**INPUT DATA**
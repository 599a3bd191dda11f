//! OpenAI embedding provider (`/v1/embeddings`).

use crate::embeddings::EmbeddingProvider;
use async_trait::async_trait;
use crag_core::{AppError, AppResult};
use reqwest::Client;
use serde::{Deserialize, Serialize};
use std::time::Duration;
use tracing::{debug, instrument};

const DEFAULT_OPENAI_BASE_URL: &str = "https://api.openai.com";

/// OpenAI embeddings client.
#[derive(Debug, Clone)]
pub struct OpenAiProvider {
    client: Client,
    base_url: String,
    auth_header: String,
    model: String,
    dimensions: usize,
}

#[derive(Debug, Serialize)]
struct EmbeddingRequest<'a> {
    model: &'a str,
    input: &'a [String],
    dimensions: usize,
}

#[derive(Debug, Deserialize)]
struct EmbeddingResponse {
    data: Vec<EmbeddingData>,
}

#[derive(Debug, Deserialize)]
struct EmbeddingData {
    index: usize,
    embedding: Vec<f32>,
}

#[derive(Debug, Deserialize)]
struct ErrorEnvelope {
    error: ErrorBody,
}

#[derive(Debug, Deserialize)]
struct ErrorBody {
    message: String,
}

impl OpenAiProvider {
    /// Create a provider for `model` producing `dimensions`-sized vectors.
    pub fn new(api_key: &str, model: &str, dimensions: usize) -> AppResult<Self> {
        Ok(Self {
            client: build_client(Duration::from_secs(60))?,
            base_url: DEFAULT_OPENAI_BASE_URL.to_string(),
            auth_header: format!("Bearer {}", api_key),
            model: model.to_string(),
            dimensions,
        })
    }

    /// Override the API base URL.
    pub fn with_base_url(mut self, base_url: &str) -> Self {
        self.base_url = base_url.trim_end_matches('/').to_string();
        self
    }

    /// Override the request timeout.
    pub fn with_timeout(mut self, timeout: Duration) -> AppResult<Self> {
        self.client = build_client(timeout)?;
        Ok(self)
    }
}

fn build_client(timeout: Duration) -> AppResult<Client> {
    Client::builder()
        .timeout(timeout)
        .build()
        .map_err(|e| AppError::Knowledge(format!("Failed to create HTTP client: {}", e)))
}

#[async_trait]
impl EmbeddingProvider for OpenAiProvider {
    fn provider_name(&self) -> &str {
        "openai"
    }

    fn model_name(&self) -> &str {
        &self.model
    }

    fn dimensions(&self) -> usize {
        self.dimensions
    }

    #[instrument(skip(self, texts), fields(batch_size = texts.len(), model = %self.model))]
    async fn embed_batch(&self, texts: &[String]) -> AppResult<Vec<Vec<f32>>> {
        if texts.is_empty() {
            return Ok(vec![]);
        }

        let url = format!("{}/v1/embeddings", self.base_url);
        let request = EmbeddingRequest {
            model: &self.model,
            input: texts,
            dimensions: self.dimensions,
        };

        debug!("Sending embedding request to {}", url);

        let response = self
            .client
            .post(&url)
            .header("Authorization", &self.auth_header)
            .json(&request)
            .send()
            .await
            .map_err(|e| AppError::Knowledge(format!("Failed to call OpenAI embeddings: {}", e)))?;

        let status = response.status();
        if !status.is_success() {
            let body = response.text().await.unwrap_or_default();
            let message = serde_json::from_str::<ErrorEnvelope>(&body)
                .map(|e| e.error.message)
                .unwrap_or(body);
            return Err(AppError::Knowledge(format!(
                "OpenAI embeddings error ({}): {}",
                status, message
            )));
        }

        let mut body: EmbeddingResponse = response.json().await.map_err(|e| {
            AppError::Knowledge(format!("Failed to parse OpenAI embeddings response: {}", e))
        })?;

        if body.data.len() != texts.len() {
            return Err(AppError::Knowledge(format!(
                "OpenAI returned {} embeddings for {} inputs",
                body.data.len(),
                texts.len()
            )));
        }

        body.data.sort_by_key(|d| d.index);
        Ok(body.data.into_iter().map(|d| d.embedding).collect())
    }
}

**WHAT IS BEING ASKED**
Please filter the listing down to lines that include the word "EmbeddingResponse".

**FINISHED EXERCISE**
struct EmbeddingResponse {
        let mut body: EmbeddingResponse = response.json().await.map_err(|e| {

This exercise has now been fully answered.